▶ **Task instructions**
Below is a listing. Copy each line of it that holds the word "BuilderSection".

────────

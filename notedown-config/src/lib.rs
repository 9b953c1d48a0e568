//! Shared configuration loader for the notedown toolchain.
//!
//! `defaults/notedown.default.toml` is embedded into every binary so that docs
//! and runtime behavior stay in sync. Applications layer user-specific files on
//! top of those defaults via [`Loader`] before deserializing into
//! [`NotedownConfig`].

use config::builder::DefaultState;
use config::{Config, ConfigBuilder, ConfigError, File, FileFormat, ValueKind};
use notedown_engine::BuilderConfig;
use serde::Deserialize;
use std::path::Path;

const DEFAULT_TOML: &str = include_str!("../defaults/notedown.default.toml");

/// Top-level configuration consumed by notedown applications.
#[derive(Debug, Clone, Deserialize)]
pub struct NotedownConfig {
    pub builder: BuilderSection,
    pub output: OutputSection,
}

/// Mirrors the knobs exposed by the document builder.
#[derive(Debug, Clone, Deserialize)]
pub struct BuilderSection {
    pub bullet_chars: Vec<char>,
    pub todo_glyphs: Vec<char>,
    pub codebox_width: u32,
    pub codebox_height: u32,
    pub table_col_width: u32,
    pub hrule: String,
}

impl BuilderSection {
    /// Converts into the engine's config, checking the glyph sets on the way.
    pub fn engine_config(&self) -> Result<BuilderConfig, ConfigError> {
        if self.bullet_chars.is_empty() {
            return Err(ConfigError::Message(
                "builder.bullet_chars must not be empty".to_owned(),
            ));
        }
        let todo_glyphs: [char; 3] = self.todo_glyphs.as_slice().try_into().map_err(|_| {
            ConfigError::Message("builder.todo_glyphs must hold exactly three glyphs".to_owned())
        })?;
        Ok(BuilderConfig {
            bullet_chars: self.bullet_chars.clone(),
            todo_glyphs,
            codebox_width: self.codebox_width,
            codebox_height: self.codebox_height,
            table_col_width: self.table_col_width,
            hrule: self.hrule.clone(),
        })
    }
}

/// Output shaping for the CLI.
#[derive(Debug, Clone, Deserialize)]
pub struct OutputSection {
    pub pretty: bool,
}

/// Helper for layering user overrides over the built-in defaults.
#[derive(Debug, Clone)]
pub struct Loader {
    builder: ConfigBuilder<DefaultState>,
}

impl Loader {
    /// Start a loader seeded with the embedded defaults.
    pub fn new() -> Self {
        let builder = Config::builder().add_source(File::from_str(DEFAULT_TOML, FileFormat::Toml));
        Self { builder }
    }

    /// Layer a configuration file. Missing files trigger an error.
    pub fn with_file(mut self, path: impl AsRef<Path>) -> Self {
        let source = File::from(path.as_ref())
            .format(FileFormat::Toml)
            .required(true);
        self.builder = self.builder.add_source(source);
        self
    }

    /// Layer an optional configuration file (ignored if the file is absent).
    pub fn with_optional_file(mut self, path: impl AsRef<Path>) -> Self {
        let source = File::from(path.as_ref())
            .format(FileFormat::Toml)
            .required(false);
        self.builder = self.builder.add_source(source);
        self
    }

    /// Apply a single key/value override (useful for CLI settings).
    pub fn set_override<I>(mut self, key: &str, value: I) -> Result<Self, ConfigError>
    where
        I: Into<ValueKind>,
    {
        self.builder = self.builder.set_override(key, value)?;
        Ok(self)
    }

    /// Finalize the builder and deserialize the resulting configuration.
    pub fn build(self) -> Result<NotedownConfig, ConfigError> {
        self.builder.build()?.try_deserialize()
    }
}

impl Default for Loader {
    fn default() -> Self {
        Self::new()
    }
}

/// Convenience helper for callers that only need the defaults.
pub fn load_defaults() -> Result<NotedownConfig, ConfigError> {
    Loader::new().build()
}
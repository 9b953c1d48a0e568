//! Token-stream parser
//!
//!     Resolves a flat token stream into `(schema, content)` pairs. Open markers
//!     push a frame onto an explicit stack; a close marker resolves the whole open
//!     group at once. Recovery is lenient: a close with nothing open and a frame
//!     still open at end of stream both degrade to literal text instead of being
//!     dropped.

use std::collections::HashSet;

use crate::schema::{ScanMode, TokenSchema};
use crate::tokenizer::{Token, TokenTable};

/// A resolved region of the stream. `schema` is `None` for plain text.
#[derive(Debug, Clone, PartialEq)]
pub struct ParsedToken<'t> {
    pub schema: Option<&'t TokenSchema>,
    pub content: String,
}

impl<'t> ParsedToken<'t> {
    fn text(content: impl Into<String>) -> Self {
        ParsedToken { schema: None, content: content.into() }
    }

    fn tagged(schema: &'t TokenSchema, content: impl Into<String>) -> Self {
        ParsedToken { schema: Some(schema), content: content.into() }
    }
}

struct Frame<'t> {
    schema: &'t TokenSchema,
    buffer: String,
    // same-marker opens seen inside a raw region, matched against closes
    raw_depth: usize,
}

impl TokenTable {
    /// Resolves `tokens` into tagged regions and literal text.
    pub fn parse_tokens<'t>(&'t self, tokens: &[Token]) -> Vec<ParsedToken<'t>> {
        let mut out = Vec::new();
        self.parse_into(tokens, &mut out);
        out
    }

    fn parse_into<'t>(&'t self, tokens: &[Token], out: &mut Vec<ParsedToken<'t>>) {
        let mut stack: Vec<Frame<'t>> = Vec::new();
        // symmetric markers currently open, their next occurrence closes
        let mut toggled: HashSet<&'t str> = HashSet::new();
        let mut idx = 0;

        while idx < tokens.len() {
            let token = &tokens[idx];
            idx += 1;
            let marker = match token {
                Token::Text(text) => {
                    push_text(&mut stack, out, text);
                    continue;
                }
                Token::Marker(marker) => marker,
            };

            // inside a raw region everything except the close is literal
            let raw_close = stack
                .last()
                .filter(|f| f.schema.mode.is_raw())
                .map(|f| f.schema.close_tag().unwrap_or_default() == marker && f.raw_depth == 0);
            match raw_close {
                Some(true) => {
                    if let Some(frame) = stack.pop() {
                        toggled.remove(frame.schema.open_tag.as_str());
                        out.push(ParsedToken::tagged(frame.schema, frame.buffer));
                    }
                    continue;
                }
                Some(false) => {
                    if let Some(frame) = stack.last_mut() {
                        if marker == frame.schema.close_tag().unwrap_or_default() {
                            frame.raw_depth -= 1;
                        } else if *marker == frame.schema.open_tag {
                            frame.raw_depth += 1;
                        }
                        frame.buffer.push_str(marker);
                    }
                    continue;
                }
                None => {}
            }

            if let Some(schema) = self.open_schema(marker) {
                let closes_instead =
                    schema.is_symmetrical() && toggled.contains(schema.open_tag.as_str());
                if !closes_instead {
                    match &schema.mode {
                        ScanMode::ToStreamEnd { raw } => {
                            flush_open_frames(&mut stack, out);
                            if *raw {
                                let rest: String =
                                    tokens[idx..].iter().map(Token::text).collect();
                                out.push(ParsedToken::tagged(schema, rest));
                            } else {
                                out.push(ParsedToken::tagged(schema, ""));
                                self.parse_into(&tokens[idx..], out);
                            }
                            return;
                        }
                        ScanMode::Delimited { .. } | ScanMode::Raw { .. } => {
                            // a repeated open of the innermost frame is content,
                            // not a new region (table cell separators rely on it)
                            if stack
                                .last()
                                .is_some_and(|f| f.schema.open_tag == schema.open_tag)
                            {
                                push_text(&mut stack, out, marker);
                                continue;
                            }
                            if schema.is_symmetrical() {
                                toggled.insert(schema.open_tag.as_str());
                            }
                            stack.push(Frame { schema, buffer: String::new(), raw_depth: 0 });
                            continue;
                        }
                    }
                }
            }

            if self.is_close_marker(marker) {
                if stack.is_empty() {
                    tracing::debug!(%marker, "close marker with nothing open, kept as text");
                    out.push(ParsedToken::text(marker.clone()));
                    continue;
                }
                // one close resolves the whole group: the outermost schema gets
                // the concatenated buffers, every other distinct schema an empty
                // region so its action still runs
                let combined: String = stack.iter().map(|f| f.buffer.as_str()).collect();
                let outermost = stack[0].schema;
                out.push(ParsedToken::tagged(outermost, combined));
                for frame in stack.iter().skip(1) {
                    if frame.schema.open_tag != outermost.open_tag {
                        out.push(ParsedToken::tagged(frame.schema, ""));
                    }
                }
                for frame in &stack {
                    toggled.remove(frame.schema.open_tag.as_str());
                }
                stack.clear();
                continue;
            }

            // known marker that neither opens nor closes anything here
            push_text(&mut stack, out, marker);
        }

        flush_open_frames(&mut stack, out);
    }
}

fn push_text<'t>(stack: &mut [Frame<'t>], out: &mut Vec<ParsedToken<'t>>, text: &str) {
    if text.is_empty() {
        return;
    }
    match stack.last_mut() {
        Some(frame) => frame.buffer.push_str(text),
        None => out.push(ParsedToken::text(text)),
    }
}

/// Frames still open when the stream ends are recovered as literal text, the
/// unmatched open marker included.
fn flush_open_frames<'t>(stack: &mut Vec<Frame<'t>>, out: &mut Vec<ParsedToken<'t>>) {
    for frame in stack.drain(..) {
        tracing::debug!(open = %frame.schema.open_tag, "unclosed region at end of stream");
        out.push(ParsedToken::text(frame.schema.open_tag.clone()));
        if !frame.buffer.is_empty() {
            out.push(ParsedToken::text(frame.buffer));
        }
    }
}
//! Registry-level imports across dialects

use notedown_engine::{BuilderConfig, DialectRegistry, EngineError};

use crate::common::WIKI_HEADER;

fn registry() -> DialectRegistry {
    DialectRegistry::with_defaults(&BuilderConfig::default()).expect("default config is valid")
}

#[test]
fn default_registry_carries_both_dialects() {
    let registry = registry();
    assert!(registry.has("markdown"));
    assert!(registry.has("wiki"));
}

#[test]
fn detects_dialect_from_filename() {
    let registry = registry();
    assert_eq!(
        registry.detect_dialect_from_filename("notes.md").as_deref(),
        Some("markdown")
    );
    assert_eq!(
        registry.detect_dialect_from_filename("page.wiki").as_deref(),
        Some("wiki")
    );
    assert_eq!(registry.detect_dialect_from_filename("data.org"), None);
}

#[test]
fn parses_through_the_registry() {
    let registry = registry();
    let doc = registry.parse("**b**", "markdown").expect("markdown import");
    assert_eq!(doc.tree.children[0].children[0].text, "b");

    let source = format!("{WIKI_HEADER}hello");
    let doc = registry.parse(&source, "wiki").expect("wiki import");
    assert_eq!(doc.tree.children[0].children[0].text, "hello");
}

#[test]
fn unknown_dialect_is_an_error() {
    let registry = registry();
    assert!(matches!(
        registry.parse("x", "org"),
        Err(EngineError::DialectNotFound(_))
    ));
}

────────

▶ **Finished exercise**
    pub builder: BuilderSection,
pub struct BuilderSection {
impl BuilderSection {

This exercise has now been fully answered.